内容説明
江戸時代の終わりごろ―。千太郎は、わずか七歳で、奉公に出されることになった。奉公先は、鶴見村(いまの神奈川県横浜市鶴見区)の建具屋「建喜」。まだ、友だちと遊んでいたいさかりの、千太郎には、建具職人になろうだなんて気は、さらさらない。だが、先に奉公にきていた姉、おこうにはげまされたり、建喜の職人たちとのふれあいのなかで、いつしか自分も、腕のよい建具職人になりたい、と思うようになる。
著者等紹介
岩崎京子[イワサキキョウコ]
1922年(大正11年)、東京に生まれる。
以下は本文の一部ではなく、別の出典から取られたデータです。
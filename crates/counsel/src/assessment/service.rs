use std::sync::Arc;

use chrono::Utc;
use uuid::Uuid;

use crate::store::{CounselStore, StoreError};

use super::domain::{AnalyticsPeriod, AnalyticsSummary, SubmissionRecord, SubmissionSummary};
use super::scoring::{score_assessment, AssessmentAnswers, ScoringError};

const DEFAULT_LISTING_LIMIT: u32 = 50;
const MAX_LISTING_LIMIT: u32 = 100;

/// Service wrapping scoring and submission persistence.
pub struct AssessmentService<S> {
    store: Arc<S>,
}

#[derive(Debug, thiserror::Error)]
pub enum AssessmentError {
    #[error(transparent)]
    Scoring(#[from] ScoringError),
    #[error(transparent)]
    Store(#[from] StoreError),
}

impl<S> AssessmentService<S>
where
    S: CounselStore + 'static,
{
    pub fn new(store: Arc<S>) -> Self {
        Self { store }
    }

    /// Score a submission and persist the immutable record. The stored
    /// section 3 answers carry the reversed q8 value, so re-reading the
    /// record never re-applies the reversal.
    pub fn submit(&self, answers: AssessmentAnswers) -> Result<SubmissionRecord, AssessmentError> {
        let scored = score_assessment(answers)?;
        let record = SubmissionRecord {
            submission_id: Uuid::new_v4().to_string(),
            submitted_at: Utc::now(),
            section1_answers: scored.answers.section1,
            section2_answers: scored.answers.section2,
            section3_answers: scored.answers.section3,
            section1_score: scored.section1_score,
            section2_score: scored.section2_score,
            section3_score: scored.section3_score,
            overall_score: scored.overall_score,
            stress_level: scored.stress_level,
            recommendation: scored.recommendation.to_string(),
        };
        self.store.insert_submission(&record)?;
        tracing::info!(
            submission_id = %record.submission_id,
            stress_level = %record.stress_level,
            "assessment submitted"
        );
        Ok(record)
    }

    pub fn submission(&self, submission_id: &str) -> Result<Option<SubmissionRecord>, AssessmentError> {
        Ok(self.store.fetch_submission(submission_id)?)
    }

    /// Newest-first page of submissions. Limit is clamped to keep a single
    /// response bounded.
    pub fn recent_submissions(
        &self,
        skip: u32,
        limit: Option<u32>,
    ) -> Result<Vec<SubmissionSummary>, AssessmentError> {
        let limit = limit
            .unwrap_or(DEFAULT_LISTING_LIMIT)
            .clamp(1, MAX_LISTING_LIMIT);
        Ok(self.store.list_submissions(skip, limit)?)
    }

    pub fn analytics(&self, period: AnalyticsPeriod) -> Result<AnalyticsSummary, AssessmentError> {
        let since = period.since(Utc::now());
        Ok(self.store.assessment_analytics(since)?)
    }
}

#[cfg(test)]
mod tests {
    use std::collections::BTreeMap;

    use super::*;
    use crate::store::MemoryStore;

    fn answers(section1: u8, section2: u8, section3: u8) -> AssessmentAnswers {
        let section = |value: u8| -> BTreeMap<String, u8> {
            (1..=10).map(|n| (format!("q{n}"), value)).collect()
        };
        AssessmentAnswers {
            section1: section(section1),
            section2: section(section2),
            section3: section(section3),
        }
    }

    fn service() -> AssessmentService<MemoryStore> {
        AssessmentService::new(Arc::new(MemoryStore::new()))
    }

    #[test]
    fn submit_persists_a_scored_record() {
        let service = service();
        let record = service.submit(answers(2, 1, 2)).expect("valid submission");
        assert_eq!(record.overall_score, 1.73);

        let fetched = service
            .submission(&record.submission_id)
            .expect("store reachable")
            .expect("record present");
        assert_eq!(fetched, record);
    }

    #[test]
    fn invalid_answers_are_rejected_before_any_write() {
        let service = service();
        let mut bad = answers(2, 1, 2);
        bad.section1.remove("q10");
        assert!(matches!(
            service.submit(bad),
            Err(AssessmentError::Scoring(ScoringError::MissingAnswer { .. }))
        ));
        assert!(service
            .recent_submissions(0, None)
            .expect("store reachable")
            .is_empty());
    }

    #[test]
    fn listing_limit_is_clamped() {
        let service = service();
        for _ in 0..3 {
            service.submit(answers(1, 1, 1)).expect("valid submission");
        }
        let listed = service
            .recent_submissions(0, Some(100_000))
            .expect("store reachable");
        assert_eq!(listed.len(), 3);
        let one = service
            .recent_submissions(0, Some(1))
            .expect("store reachable");
        assert_eq!(one.len(), 1);
    }

    #[test]
    fn analytics_counts_stress_bands() {
        let service = service();
        service.submit(answers(1, 1, 1)).expect("low");
        service.submit(answers(5, 5, 5)).expect("high");

        let summary = service
            .analytics(AnalyticsPeriod::All)
            .expect("store reachable");
        assert_eq!(summary.total_assessments, 2);
        assert_eq!(summary.low_stress, 1);
        assert_eq!(summary.high_stress, 1);
    }
}
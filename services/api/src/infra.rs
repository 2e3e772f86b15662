use axum::http::header::{AUTHORIZATION, CONTENT_TYPE};
use axum::http::{HeaderValue, Method};
use counsel::config::{ConfigError, CorsConfig};
use counsel::error::AppError;
use metrics_exporter_prometheus::PrometheusHandle;
use std::sync::atomic::AtomicBool;
use std::sync::Arc;
use tower_http::cors::{AllowOrigin, Any, CorsLayer};

#[derive(Clone)]
pub(crate) struct AppState {
    pub(crate) readiness: Arc<AtomicBool>,
    pub(crate) metrics: Arc<PrometheusHandle>,
}

/// Browser clients call every surface cross-origin, so the layer covers the
/// whole router. Permissive config (`*`) cannot carry credentials; explicit
/// origins can.
pub(crate) fn build_cors_layer(config: &CorsConfig) -> Result<CorsLayer, AppError> {
    let methods = [
        Method::GET,
        Method::POST,
        Method::PUT,
        Method::DELETE,
        Method::OPTIONS,
    ];
    let headers = [AUTHORIZATION, CONTENT_TYPE];

    if config.is_permissive() {
        return Ok(CorsLayer::new()
            .allow_origin(Any)
            .allow_methods(methods)
            .allow_headers(headers));
    }

    let mut origins = Vec::with_capacity(config.allowed_origins.len());
    for origin in &config.allowed_origins {
        let value = HeaderValue::from_str(origin).map_err(|_| {
            AppError::Config(ConfigError::InvalidCorsOrigin {
                value: origin.clone(),
            })
        })?;
        origins.push(value);
    }

    Ok(CorsLayer::new()
        .allow_origin(AllowOrigin::list(origins))
        .allow_methods(methods)
        .allow_headers(headers)
        .allow_credentials(true))
}

#[cfg(test)]
mod tests {
    use super::*;

    #[test]
    fn permissive_config_builds() {
        let config = CorsConfig {
            allowed_origins: vec!["*".to_string()],
        };
        assert!(build_cors_layer(&config).is_ok());
    }

    #[test]
    fn explicit_origins_build() {
        let config = CorsConfig {
            allowed_origins: vec![
                "http://localhost:5173".to_string(),
                "https://guidance.example.edu".to_string(),
            ],
        };
        assert!(build_cors_layer(&config).is_ok());
    }

    #[test]
    fn malformed_origin_is_rejected() {
        let config = CorsConfig {
            allowed_origins: vec!["http://bad\norigin".to_string()],
        };
        assert!(build_cors_layer(&config).is_err());
    }
}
恵泉女学園普通部・高等部卒業。与田凖一に師事し、児童文学の創作をおこなう。1959年(昭和34年)、短編『さぎ』で日本児童文学者協会新人賞を受賞。主な作品に、『鯉のいる村』(新日本出版社/野間児童文芸賞・芸術選奨文部大臣賞)、『花咲か』(偕成社/日本児童文学者協会賞/石風社より復刊)などがある。日本児童文学者協会会員
田代三善[タシロサンゼン]
1922年(大正11年)、東京に生まれる。日本美術家連盟、日本児童出版美術家連盟会員(本データはこの書籍が刊行された当時に掲載されていたものです)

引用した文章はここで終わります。